mod node;
mod shapley;

// Modules
pub mod config;
pub mod constants;
pub mod data;
pub mod errors;
pub mod explainer;
pub mod forest;
pub mod interaction;
pub mod median;
pub mod metric;
pub mod pipeline;
pub mod plot;
pub mod segment;
pub mod server;
pub mod tree;
pub mod utils;

// Individual classes, and functions
pub use config::ProjectConfig;
pub use data::{AttributionMatrix, Column, Dataset, Matrix, Scalar};
pub use errors::{RenderError, ShapDashError};
pub use explainer::TreeExplainer;
pub use forest::{ForestParams, RandomForestRegressor, Regressor};
pub use median::{compute_median, MedianTable};
pub use plot::{DependencePlot, Figure, Interaction, SummaryPlot, SummaryPlotType};
pub use segment::{assign_colors, SegmentLabel};
pub use server::Dashboard;
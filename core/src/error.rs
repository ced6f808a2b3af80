use thiserror::Error;

/// Errors raised while validating or laying out a point cloud.
///
/// All of these are input-validation errors. Retrying the same call cannot succeed, the
/// caller has to fetch new samples or fix its settings.
#[derive(Debug, Clone, PartialEq, Error)]
pub enum LayoutError {
    #[error("no samples to lay out")]
    EmptyInput,

    #[error("coordinate sequences differ in length (x: {x}, y: {y}, z: {z})")]
    MismatchedLength { x: usize, y: usize, z: usize },

    #[error("sample {index} has a non-finite coordinate")]
    NonFiniteCoordinate { index: usize },

    #[error("invalid configuration: {0}")]
    InvalidConfig(String),
}
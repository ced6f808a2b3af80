use serde::Deserialize;

use crate::{error::LayoutError, sample::SampleSet};

/// A point cloud as returned by the sampling service: three parallel coordinate arrays,
/// one entry per sampled particle.
#[derive(Deserialize)]
pub struct ConfigSampleSet {
    x_coords: Vec<f64>,
    y_coords: Vec<f64>,
    z_coords: Vec<f64>,
}

impl TryFrom<ConfigSampleSet> for SampleSet {
    type Error = LayoutError;

    fn try_from(value: ConfigSampleSet) -> Result<Self, Self::Error> {
        SampleSet::from_coordinates(&value.x_coords, &value.y_coords, &value.z_coords)
    }
}
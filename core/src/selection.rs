use std::{
    fmt,
    str::FromStr,
    sync::atomic::{AtomicU64, Ordering},
};

use crate::{error::LayoutError, marker::ColorToken};

/// Which molecular orbital of a molecule is shown.
#[derive(Copy, Clone, Debug, PartialEq, Eq, Hash)]
pub enum OrbitalKind {
    /// Highest occupied molecular orbital
    Homo,
    /// Lowest unoccupied molecular orbital
    Lumo,
}

impl OrbitalKind {
    pub fn as_str(&self) -> &'static str {
        match self {
            OrbitalKind::Homo => "homo",
            OrbitalKind::Lumo => "lumo",
        }
    }
}

impl FromStr for OrbitalKind {
    type Err = LayoutError;

    fn from_str(s: &str) -> Result<Self, Self::Err> {
        match s.to_ascii_lowercase().as_str() {
            "homo" => Ok(OrbitalKind::Homo),
            "lumo" => Ok(OrbitalKind::Lumo),
            other => Err(LayoutError::InvalidConfig(format!(
                "unknown orbital {other:?}, expected homo or lumo"
            ))),
        }
    }
}

/// What a point cloud was sampled for.
#[derive(Clone, Debug, PartialEq, Eq, Hash)]
pub enum Selection {
    /// atomic orbitals of a single element, identified by its symbol
    Element(String),
    Molecule { formula: String, orbital: OrbitalKind },
}

impl Selection {
    pub fn element(symbol: impl Into<String>) -> Self {
        Self::Element(symbol.into())
    }

    pub fn molecule(formula: impl Into<String>, orbital: OrbitalKind) -> Self {
        Self::Molecule {
            formula: formula.into(),
            orbital,
        }
    }

    /// The colour every marker of this selection is drawn with.
    pub fn color_token(&self) -> ColorToken {
        ColorToken::new(self.to_string())
    }
}

impl fmt::Display for Selection {
    fn fmt(&self, f: &mut fmt::Formatter<'_>) -> fmt::Result {
        match self {
            Selection::Element(symbol) => write!(f, "element/{symbol}"),
            Selection::Molecule { formula, orbital } => {
                write!(f, "molecule/{formula}/{}", orbital.as_str())
            }
        }
    }
}

/// Identifies one fetch-and-layout request.
#[derive(Copy, Clone, Debug, PartialEq, Eq, PartialOrd, Ord, Hash)]
pub struct RequestToken(u64);

/// Hands out increasing request tokens so results of superseded selections can be dropped.
///
/// Layout itself never looks at tokens. A caller starts a request with [`begin`], runs the
/// fetch and layout wherever it likes, and passes the result through [`accept`] before
/// touching the scene.
///
/// [`begin`]: RequestSequencer::begin
/// [`accept`]: RequestSequencer::accept
#[derive(Debug, Default)]
pub struct RequestSequencer {
    latest: AtomicU64,
}

impl RequestSequencer {
    pub fn new() -> Self {
        Self::default()
    }

    /// Starts a new request, superseding every earlier one.
    pub fn begin(&self, selection: &Selection) -> RequestToken {
        let token = RequestToken(self.latest.fetch_add(1, Ordering::AcqRel) + 1);
        log::debug!("request {} started for {selection}", token.0);
        token
    }

    pub fn is_current(&self, token: RequestToken) -> bool {
        self.latest.load(Ordering::Acquire) == token.0
    }

    /// Passes `value` through if `token` belongs to the latest request.
    pub fn accept<T>(&self, token: RequestToken, value: T) -> Option<T> {
        if self.is_current(token) {
            Some(value)
        } else {
            log::debug!("dropping result of superseded request {}", token.0);
            None
        }
    }
}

-------

Each record above has to be set down again, word for word.

Output.
mod node;
mod shapley;

// Modules
pub mod config;
pub mod constants;
pub mod data;
pub mod errors;
pub mod explainer;
pub mod forest;
pub mod interaction;
pub mod median;
pub mod metric;
pub mod pipeline;
pub mod plot;
pub mod segment;
pub mod server;
pub mod tree;
pub mod utils;

// Individual classes, and functions
pub use config::ProjectConfig;
pub use data::{AttributionMatrix, Column, Dataset, Matrix, Scalar};
pub use errors::{RenderError, ShapDashError};
pub use explainer::TreeExplainer;
pub use forest::{ForestParams, RandomForestRegressor, Regressor};
pub use median::{compute_median, MedianTable};
pub use plot::{DependencePlot, Figure, Interaction, SummaryPlot, SummaryPlotType};
pub use segment::{assign_colors, SegmentLabel};
pub use server::Dashboard;
filename core/src/error.rs
repository ced6f808a2b3af80
use thiserror::Error;

/// Errors raised while validating or laying out a point cloud.
///
/// All of these are input-validation errors. Retrying the same call cannot succeed, the
/// caller has to fetch new samples or fix its settings.
#[derive(Debug, Clone, PartialEq, Error)]
pub enum LayoutError {
    #[error("no samples to lay out")]
    EmptyInput,

    #[error("coordinate sequences differ in length (x: {x}, y: {y}, z: {z})")]
    MismatchedLength { x: usize, y: usize, z: usize },

    #[error("sample {index} has a non-finite coordinate")]
    NonFiniteCoordinate { index: usize },

    #[error("invalid configuration: {0}")]
    InvalidConfig(String),
}
repository ced6f808a2b3af80
use serde::Deserialize;

use crate::{error::LayoutError, sample::SampleSet};

/// A point cloud as returned by the sampling service: three parallel coordinate arrays,
/// one entry per sampled particle.
#[derive(Deserialize)]
pub struct ConfigSampleSet {
    x_coords: Vec<f64>,
    y_coords: Vec<f64>,
    z_coords: Vec<f64>,
}

impl TryFrom<ConfigSampleSet> for SampleSet {
    type Error = LayoutError;

    fn try_from(value: ConfigSampleSet) -> Result<Self, Self::Error> {
        SampleSet::from_coordinates(&value.x_coords, &value.y_coords, &value.z_coords)
    }
}
filename core/src/selection.rs
use std::{
    fmt,
    str::FromStr,
    sync::atomic::{AtomicU64, Ordering},
};

use crate::{error::LayoutError, marker::ColorToken};

/// Which molecular orbital of a molecule is shown.
#[derive(Copy, Clone, Debug, PartialEq, Eq, Hash)]
pub enum OrbitalKind {
    /// Highest occupied molecular orbital
    Homo,
    /// Lowest unoccupied molecular orbital
    Lumo,
}

impl OrbitalKind {
    pub fn as_str(&self) -> &'static str {
        match self {
            OrbitalKind::Homo => "homo",
            OrbitalKind::Lumo => "lumo",
        }
    }
}

impl FromStr for OrbitalKind {
    type Err = LayoutError;

    fn from_str(s: &str) -> Result<Self, Self::Err> {
        match s.to_ascii_lowercase().as_str() {
            "homo" => Ok(OrbitalKind::Homo),
            "lumo" => Ok(OrbitalKind::Lumo),
            other => Err(LayoutError::InvalidConfig(format!(
                "unknown orbital {other:?}, expected homo or lumo"
            ))),
        }
    }
}

/// What a point cloud was sampled for.
#[derive(Clone, Debug, PartialEq, Eq, Hash)]
pub enum Selection {
    /// atomic orbitals of a single element, identified by its symbol
    Element(String),
    Molecule { formula: String, orbital: OrbitalKind },
}

impl Selection {
    pub fn element(symbol: impl Into<String>) -> Self {
        Self::Element(symbol.into())
    }

    pub fn molecule(formula: impl Into<String>, orbital: OrbitalKind) -> Self {
        Self::Molecule {
            formula: formula.into(),
            orbital,
        }
    }

    /// The colour every marker of this selection is drawn with.
    pub fn color_token(&self) -> ColorToken {
        ColorToken::new(self.to_string())
    }
}

impl fmt::Display for Selection {
    fn fmt(&self, f: &mut fmt::Formatter<'_>) -> fmt::Result {
        match self {
            Selection::Element(symbol) => write!(f, "element/{symbol}"),
            Selection::Molecule { formula, orbital } => {
                write!(f, "molecule/{formula}/{}", orbital.as_str())
            }
        }
    }
}

/// Identifies one fetch-and-layout request.
#[derive(Copy, Clone, Debug, PartialEq, Eq, PartialOrd, Ord, Hash)]
pub struct RequestToken(u64);

/// Hands out increasing request tokens so results of superseded selections can be dropped.
///
/// Layout itself never looks at tokens. A caller starts a request with [`begin`], runs the
/// fetch and layout wherever it likes, and passes the result through [`accept`] before
/// touching the scene.
///
/// [`begin`]: RequestSequencer::begin
/// [`accept`]: RequestSequencer::accept
#[derive(Debug, Default)]
pub struct RequestSequencer {
    latest: AtomicU64,
}

impl RequestSequencer {
    pub fn new() -> Self {
        Self::default()
    }

    /// Starts a new request, superseding every earlier one.
    pub fn begin(&self, selection: &Selection) -> RequestToken {
        let token = RequestToken(self.latest.fetch_add(1, Ordering::AcqRel) + 1);
        log::debug!("request {} started for {selection}", token.0);
        token
    }

    pub fn is_current(&self, token: RequestToken) -> bool {
        self.latest.load(Ordering::Acquire) == token.0
    }

    /// Passes `value` through if `token` belongs to the latest request.
    pub fn accept<T>(&self, token: RequestToken, value: T) -> Option<T> {
        if self.is_current(token) {
            Some(value)
        } else {
            log::debug!("dropping result of superseded request {}", token.0);
            None
        }
    }
}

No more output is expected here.